"""
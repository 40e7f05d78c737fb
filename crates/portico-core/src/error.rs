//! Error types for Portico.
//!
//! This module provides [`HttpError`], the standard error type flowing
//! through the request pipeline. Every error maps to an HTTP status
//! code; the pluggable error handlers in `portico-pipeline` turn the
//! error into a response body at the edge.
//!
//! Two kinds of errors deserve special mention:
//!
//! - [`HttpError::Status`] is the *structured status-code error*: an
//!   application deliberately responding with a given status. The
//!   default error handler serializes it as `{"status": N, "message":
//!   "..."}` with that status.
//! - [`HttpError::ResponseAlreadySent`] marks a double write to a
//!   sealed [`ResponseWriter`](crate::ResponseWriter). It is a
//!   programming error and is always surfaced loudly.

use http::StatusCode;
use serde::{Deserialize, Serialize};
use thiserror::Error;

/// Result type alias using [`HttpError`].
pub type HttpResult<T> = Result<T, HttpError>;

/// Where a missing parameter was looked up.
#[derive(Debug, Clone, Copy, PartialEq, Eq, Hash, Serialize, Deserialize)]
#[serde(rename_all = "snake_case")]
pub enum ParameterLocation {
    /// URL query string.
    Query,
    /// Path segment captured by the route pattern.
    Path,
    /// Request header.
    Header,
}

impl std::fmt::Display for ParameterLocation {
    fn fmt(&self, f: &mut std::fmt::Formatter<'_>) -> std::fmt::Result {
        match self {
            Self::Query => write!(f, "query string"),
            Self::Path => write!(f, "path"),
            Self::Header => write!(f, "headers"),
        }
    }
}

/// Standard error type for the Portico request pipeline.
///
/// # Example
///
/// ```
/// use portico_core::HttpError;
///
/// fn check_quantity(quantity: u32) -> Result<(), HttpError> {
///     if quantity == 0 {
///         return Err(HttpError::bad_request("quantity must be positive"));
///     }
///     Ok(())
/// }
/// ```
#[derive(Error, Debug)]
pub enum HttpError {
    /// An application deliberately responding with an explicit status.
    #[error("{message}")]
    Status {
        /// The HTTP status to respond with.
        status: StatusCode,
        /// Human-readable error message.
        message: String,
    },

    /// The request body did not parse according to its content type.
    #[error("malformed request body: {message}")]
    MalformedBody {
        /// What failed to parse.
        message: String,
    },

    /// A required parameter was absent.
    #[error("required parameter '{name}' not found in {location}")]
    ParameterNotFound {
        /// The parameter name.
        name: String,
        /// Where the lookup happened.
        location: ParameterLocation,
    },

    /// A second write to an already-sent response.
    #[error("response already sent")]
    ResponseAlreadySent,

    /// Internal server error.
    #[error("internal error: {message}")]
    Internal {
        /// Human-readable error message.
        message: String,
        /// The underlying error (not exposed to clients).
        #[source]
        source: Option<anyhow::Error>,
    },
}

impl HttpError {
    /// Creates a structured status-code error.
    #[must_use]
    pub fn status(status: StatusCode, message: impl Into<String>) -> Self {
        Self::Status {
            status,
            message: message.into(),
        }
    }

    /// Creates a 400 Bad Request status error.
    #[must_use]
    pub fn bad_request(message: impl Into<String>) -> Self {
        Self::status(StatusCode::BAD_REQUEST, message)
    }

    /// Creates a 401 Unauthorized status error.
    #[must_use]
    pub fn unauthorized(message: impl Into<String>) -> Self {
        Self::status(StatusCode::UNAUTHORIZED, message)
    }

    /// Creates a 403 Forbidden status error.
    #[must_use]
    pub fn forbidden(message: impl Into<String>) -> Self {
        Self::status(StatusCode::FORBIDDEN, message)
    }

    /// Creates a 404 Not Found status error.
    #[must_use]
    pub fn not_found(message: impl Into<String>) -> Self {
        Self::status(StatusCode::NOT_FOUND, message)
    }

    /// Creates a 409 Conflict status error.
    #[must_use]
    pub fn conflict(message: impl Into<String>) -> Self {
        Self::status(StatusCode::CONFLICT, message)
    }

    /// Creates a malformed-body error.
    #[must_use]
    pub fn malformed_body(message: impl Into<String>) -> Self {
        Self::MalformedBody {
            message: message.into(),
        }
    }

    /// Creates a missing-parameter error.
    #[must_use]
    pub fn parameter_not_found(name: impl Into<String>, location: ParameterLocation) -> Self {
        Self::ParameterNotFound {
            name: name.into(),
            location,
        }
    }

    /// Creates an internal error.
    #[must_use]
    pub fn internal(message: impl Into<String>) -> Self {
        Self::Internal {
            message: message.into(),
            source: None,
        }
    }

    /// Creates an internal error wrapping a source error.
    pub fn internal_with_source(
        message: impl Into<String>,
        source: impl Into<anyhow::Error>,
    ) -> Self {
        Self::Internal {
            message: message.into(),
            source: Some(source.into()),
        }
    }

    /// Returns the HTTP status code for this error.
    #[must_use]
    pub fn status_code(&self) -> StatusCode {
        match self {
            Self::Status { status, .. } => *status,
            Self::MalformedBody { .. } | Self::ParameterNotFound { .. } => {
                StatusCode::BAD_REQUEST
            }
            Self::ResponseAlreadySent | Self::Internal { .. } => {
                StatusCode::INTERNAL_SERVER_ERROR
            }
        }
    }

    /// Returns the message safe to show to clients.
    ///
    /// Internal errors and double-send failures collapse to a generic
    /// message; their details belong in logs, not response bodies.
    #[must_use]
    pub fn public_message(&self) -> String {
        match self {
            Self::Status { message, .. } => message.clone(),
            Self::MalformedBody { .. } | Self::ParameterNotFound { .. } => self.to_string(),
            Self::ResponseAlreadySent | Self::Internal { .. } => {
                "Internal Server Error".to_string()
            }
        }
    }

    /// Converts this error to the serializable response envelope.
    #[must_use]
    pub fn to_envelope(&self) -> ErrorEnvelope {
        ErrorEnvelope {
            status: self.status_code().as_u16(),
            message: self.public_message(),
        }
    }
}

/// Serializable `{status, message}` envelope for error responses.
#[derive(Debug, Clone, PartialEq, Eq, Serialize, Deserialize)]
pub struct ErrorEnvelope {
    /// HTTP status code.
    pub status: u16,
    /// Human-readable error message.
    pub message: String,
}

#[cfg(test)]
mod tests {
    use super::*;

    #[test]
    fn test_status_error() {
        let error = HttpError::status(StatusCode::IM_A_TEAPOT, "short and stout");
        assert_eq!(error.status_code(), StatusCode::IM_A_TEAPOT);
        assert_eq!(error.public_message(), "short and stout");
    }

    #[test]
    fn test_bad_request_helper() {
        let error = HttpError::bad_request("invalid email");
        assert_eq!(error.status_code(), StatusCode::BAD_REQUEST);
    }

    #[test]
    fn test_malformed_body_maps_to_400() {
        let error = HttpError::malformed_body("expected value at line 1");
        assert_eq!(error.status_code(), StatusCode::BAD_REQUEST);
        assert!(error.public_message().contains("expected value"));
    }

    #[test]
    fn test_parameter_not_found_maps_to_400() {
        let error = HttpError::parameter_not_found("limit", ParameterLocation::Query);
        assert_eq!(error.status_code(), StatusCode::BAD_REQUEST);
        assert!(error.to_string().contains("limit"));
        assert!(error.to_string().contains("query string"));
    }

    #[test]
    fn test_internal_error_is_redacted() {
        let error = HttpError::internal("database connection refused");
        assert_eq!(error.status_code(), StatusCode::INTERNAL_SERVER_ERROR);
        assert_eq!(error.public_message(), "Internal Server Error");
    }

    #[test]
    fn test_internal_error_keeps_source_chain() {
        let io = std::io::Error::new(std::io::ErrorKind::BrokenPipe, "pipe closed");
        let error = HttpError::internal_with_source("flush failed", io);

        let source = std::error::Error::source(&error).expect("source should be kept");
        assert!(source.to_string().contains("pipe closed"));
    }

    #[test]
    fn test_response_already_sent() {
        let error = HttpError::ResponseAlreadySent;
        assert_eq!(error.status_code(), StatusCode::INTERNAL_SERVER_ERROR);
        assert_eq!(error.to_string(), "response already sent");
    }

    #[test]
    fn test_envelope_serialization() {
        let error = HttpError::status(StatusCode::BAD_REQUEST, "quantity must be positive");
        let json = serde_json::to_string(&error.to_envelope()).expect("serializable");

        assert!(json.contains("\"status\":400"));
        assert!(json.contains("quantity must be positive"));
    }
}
"""
> _Task to carry out_:
Take from the material above every line that includes the word "errors".

> _Written response_:
//! Two kinds of errors deserve special mention:
    /// Internal errors and double-send failures collapse to a generic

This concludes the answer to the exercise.